Everyone talks about innovative ways for public-private partnerships to work together to grow local food economies.
In Jefferson County, WSU Extension has a new faculty member specializing in organic seed and plant breeding, and outreach. So does the Organic Seed Alliance, a national nonprofit research organization also based in Jefferson County, with offices in Maine and Colorado.
The innovation is that it’s the same person. WSU and OSA have come together to fund a joint faculty position that brings organic seed expertise to networks of growers locally and nationally. John Navazio, a nationally recognized expert in organic seed production, serves the joint mission of the two organizations by working directly with growers, providing sustainable agriculture research and education.
“In hard economic times, we really want to support innovation among our growers and position them for new markets and industry. The WSU administration was very supportive of the opportunity to collaborate to fund this new position,” said Katherine Baril, director of WSU Jefferson County Extension. “With this partnership we get world-class research right out in the field working directly with local growers. You can see the difference having John’s expertise available to them is having.”

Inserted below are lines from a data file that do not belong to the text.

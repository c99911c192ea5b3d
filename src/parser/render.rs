//! Glyph tree rendering for task hierarchies.

use crate::models::{NodeType, TaskNode};

fn label(node: &TaskNode) -> String {
    match node.node_type {
        // The text form has no MicroTask marker; both are leaves.
        Some(NodeType::MicroTask) => format!("Task: {}", node.title),
        Some(t) => format!("{}: {}", t.as_str(), node.title),
        None => node.title.clone(),
    }
}

/// Render a task forest in the same `Type: Title` glyph layout the parser
/// reads back.
///
/// MicroTasks are written as `Task:` lines and come back as Tasks. Untyped
/// nodes are written as bare titles, which the parser does not read back.
///
/// Example output:
/// ```text
/// Goal: 英語上達
/// ├── Project: リスニング
/// │   ├── Task: 毎日シャドーイング
/// │   └── Task: ポッドキャストを聞く
/// └── Project: スピーキング
/// ```
pub fn render_task_tree(nodes: &[TaskNode]) -> String {
    let mut output = String::new();
    for (i, node) in nodes.iter().enumerate() {
        let is_last = i == nodes.len() - 1;
        render_node(&mut output, node, "", is_last, true);
    }
    output
}

fn render_node(output: &mut String, node: &TaskNode, prefix: &str, is_last: bool, is_root: bool) {
    if !is_root {
        let branch = if is_last { "└── " } else { "├── " };
        output.push_str(prefix);
        output.push_str(branch);
    }
    output.push_str(&label(node));
    output.push('\n');

    let child_prefix = if is_root {
        String::new()
    } else {
        let continuation = if is_last { "    " } else { "│   " };
        format!("{}{}", prefix, continuation)
    };

    for (i, child) in node.children.iter().enumerate() {
        let child_is_last = i == node.children.len() - 1;
        render_node(output, child, &child_prefix, child_is_last, false);
    }
}
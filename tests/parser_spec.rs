use timeturn::models::*;
use timeturn::parser::{
    extract_actions, has_task_tree_structure, parse_task_tree, render_task_tree, IMPLICIT_GOAL_TITLE,
};
use timeturn::tree::TaskTree;

/// Type and title of every node, ignoring generated ids.
#[derive(Debug, PartialEq)]
struct Shape {
    node_type: Option<NodeType>,
    title: String,
    children: Vec<Shape>,
}

fn shape(nodes: &[TaskNode]) -> Vec<Shape> {
    nodes
        .iter()
        .map(|n| Shape {
            node_type: n.node_type,
            title: n.title.clone(),
            children: shape(&n.children),
        })
        .collect()
}

const PROPOSAL: &str = "\
いいね！こんな感じで進めてみよう。

Goal: 英語上達
├── Project: リスニング強化
│   ├── Milestone: 基礎固め
│   │   ├── Task: 毎日15分シャドーイング
│   │   └── Task: 週末に映画を1本
│   └── Task: ポッドキャストを聞く
└── Project: スピーキング
    └── Task: オンライン英会話を週2回

無理せずいこうね。
";

mod structure_detection {
    use super::*;

    #[test]
    fn single_marker_is_prose() {
        let text = "今日は Task: 洗濯 だけやろう";
        assert!(!has_task_tree_structure(text));
    }

    #[test]
    fn two_markers_are_a_tree() {
        assert!(has_task_tree_structure(PROPOSAL));
        assert!(has_task_tree_structure("Goal: A / Task: B"));
    }

    #[test]
    fn words_ending_in_a_type_name_do_not_count() {
        assert!(!has_task_tree_structure("SubTask: a\nMultiTask: b"));
    }
}

mod flat_form {
    use super::*;

    #[test]
    fn goal_project_task_nest_in_order() {
        let forest = parse_task_tree("Goal: 英語上達\nProject: リスニング強化\nTask: 毎日15分シャドーイング");

        assert_eq!(forest.len(), 1);
        let goal = &forest[0];
        assert_eq!(goal.node_type, Some(NodeType::Goal));
        assert_eq!(goal.title, "英語上達");
        assert_eq!(goal.children.len(), 1);

        let project = &goal.children[0];
        assert_eq!(project.node_type, Some(NodeType::Project));
        assert_eq!(project.title, "リスニング強化");
        assert_eq!(project.children.len(), 1);

        let task = &project.children[0];
        assert_eq!(task.node_type, Some(NodeType::Task));
        assert_eq!(task.title, "毎日15分シャドーイング");
        assert!(task.children.is_empty());
    }

    #[test]
    fn numbered_and_bulleted_lines_parse() {
        let forest = parse_task_tree("1. Goal: 健康\n- Project: 運動\n* Task: 散歩\n・Task: 筋トレ");
        assert_eq!(forest[0].title, "健康");
        let project = &forest[0].children[0];
        assert_eq!(project.children.len(), 2);
    }

    #[test]
    fn tasks_without_any_container_get_an_implicit_goal() {
        let forest = parse_task_tree("Task: 本を読む\nTask: 日記を書く");
        assert_eq!(forest.len(), 1);
        assert_eq!(forest[0].title, IMPLICIT_GOAL_TITLE);
        assert_eq!(forest[0].children.len(), 2);
    }
}

mod marker_form {
    use super::*;

    #[test]
    fn nests_a_full_proposal() {
        let forest = parse_task_tree(PROPOSAL);

        assert_eq!(forest.len(), 1);
        let goal = &forest[0];
        assert_eq!(goal.subtree_len(), 8);

        let listening = &goal.children[0];
        assert_eq!(listening.title, "リスニング強化");
        assert_eq!(listening.children.len(), 2);
        assert_eq!(listening.children[0].node_type, Some(NodeType::Milestone));
        assert_eq!(listening.children[0].children.len(), 2);
        assert_eq!(listening.children[1].title, "ポッドキャストを聞く");

        let speaking = &goal.children[1];
        assert_eq!(speaking.children[0].title, "オンライン英会話を週2回");
    }

    #[test]
    fn ascii_branches_count_as_glyphs() {
        let text = "Goal: G\n+-- Project: P\n|   `-- Task: T\n`-- Project: Q\n";
        let forest = parse_task_tree(text);
        let goal = &forest[0];
        assert_eq!(goal.children.len(), 2);
        assert_eq!(goal.children[0].children[0].title, "T");
        assert!(goal.children[1].children.is_empty());
    }

    #[test]
    fn several_roots_stay_separate() {
        let text = "Goal: A\n└── Task: a1\nGoal: B\n└── Task: b1\n";
        let forest = parse_task_tree(text);
        assert_eq!(forest.len(), 2);
        assert_eq!(forest[1].children[0].title, "b1");
    }
}

mod rendering {
    use super::*;

    #[test]
    fn rendered_tree_reparses_to_the_same_shape() {
        let forest = parse_task_tree(PROPOSAL);
        let rendered = render_task_tree(&forest);

        assert!(has_task_tree_structure(&rendered));
        assert_eq!(shape(&parse_task_tree(&rendered)), shape(&forest));
    }

    #[test]
    fn parsing_twice_gives_fresh_ids_but_same_shape() {
        let first = parse_task_tree(PROPOSAL);
        let second = parse_task_tree(PROPOSAL);

        assert_ne!(first[0].id, second[0].id);
        assert_eq!(shape(&first), shape(&second));
    }

    #[test]
    fn uses_branch_glyphs() {
        let rendered = render_task_tree(&parse_task_tree("Goal: G\nProject: P\nTask: T\nProject: Q"));
        assert!(rendered.starts_with("Goal: G\n"));
        assert!(rendered.contains("├── Project: P"));
        assert!(rendered.contains("│   └── Task: T"));
        assert!(rendered.contains("└── Project: Q"));
    }
}

mod action_tags {
    use super::*;

    fn parsed_tree() -> TaskTree {
        TaskTree::from_forest(parse_task_tree(PROPOSAL)).expect("parsed forest is valid")
    }

    #[test]
    fn proposed_actions_apply_to_a_parsed_tree() {
        let mut tree = parsed_tree();
        let reply = "いいね！[ADD_MILESTONE:スピーキング:発音矯正|鏡を見ながら]\n[ADD_MEMO:基礎固め:朝にやる]";
        let mut extraction = extract_actions(reply, &tree);

        assert_eq!(extraction.display_text, "いいね！");
        assert_eq!(extraction.actions.len(), 2);

        let report = tree.apply_actions(&mut extraction.actions);
        assert_eq!(report.applied, 2);
        assert_eq!(report.created.len(), 1);
        assert_eq!(report.memos.len(), 1);
        assert!(extraction.actions.iter().all(|a| a.success == Some(true)));

        let created = tree.find_by_title("発音矯正").expect("milestone was added");
        assert_eq!(created.node_type(), Some(NodeType::Milestone));
        assert_eq!(created.parent().map(|p| p.title()), Some("スピーキング"));
        assert_eq!(created.memo(), Some("鏡を見ながら"));
        assert_eq!(tree.find_by_title("基礎固め").and_then(|n| n.memo()), Some("朝にやる"));
    }

    #[test]
    fn deselected_actions_are_skipped() {
        let mut tree = parsed_tree();
        let before = tree.len();
        let mut extraction = extract_actions("[ADD_GOAL:読書習慣]", &tree);
        extraction.actions[0].selected = false;

        let report = tree.apply_actions(&mut extraction.actions);
        assert_eq!(report.applied, 0);
        assert_eq!(extraction.actions[0].success, None);
        assert_eq!(tree.len(), before);
    }
}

Navazio is well known for his work in educating farmers in practical on-farm plant breeding, variety trials, and organic seed production. Early successes of the partnership include a U.S. Department of Agriculture grant to fund Navazio’s work on a national organic breeding and a variety trial project in partnership with Cornell University, Oregon State University, and the University of Wisconsin. Another initiative attracting USDA funding is development of new farmer-owned organic seed cooperatives. The cooperatives will encourage and support growers to expand production of high-demand organic seeds both locally and nationally.
The new affiliation with WSU Extension will enable Navazio and OSA program director Micaela Colley to bring their expertise to broader agricultural audiences. Colley is working with Navazio to develop and teach a new online WSU course in plant breeding for organic agriculture, which should be available in spring 2010.
“The Alliance already has a history of strong partnerships with university research and extension programs throughout the country, in part due to the specialized nature of organic seed,” said Colley. “Sharing John’s time is a natural fit since it expands the expertise available through WSU and extends the reach of OSA’s work.”
Colley worked with university researchers, Extension programs, seed industry professionals, and farmers who work within the eOrganic Community of Practice to develop the Organic Seed Resource Guide that is available through the eXtension Web site (www.eXtension.org). The Alliance also established and manages a national producer database of sources for organic and biodynamic seed.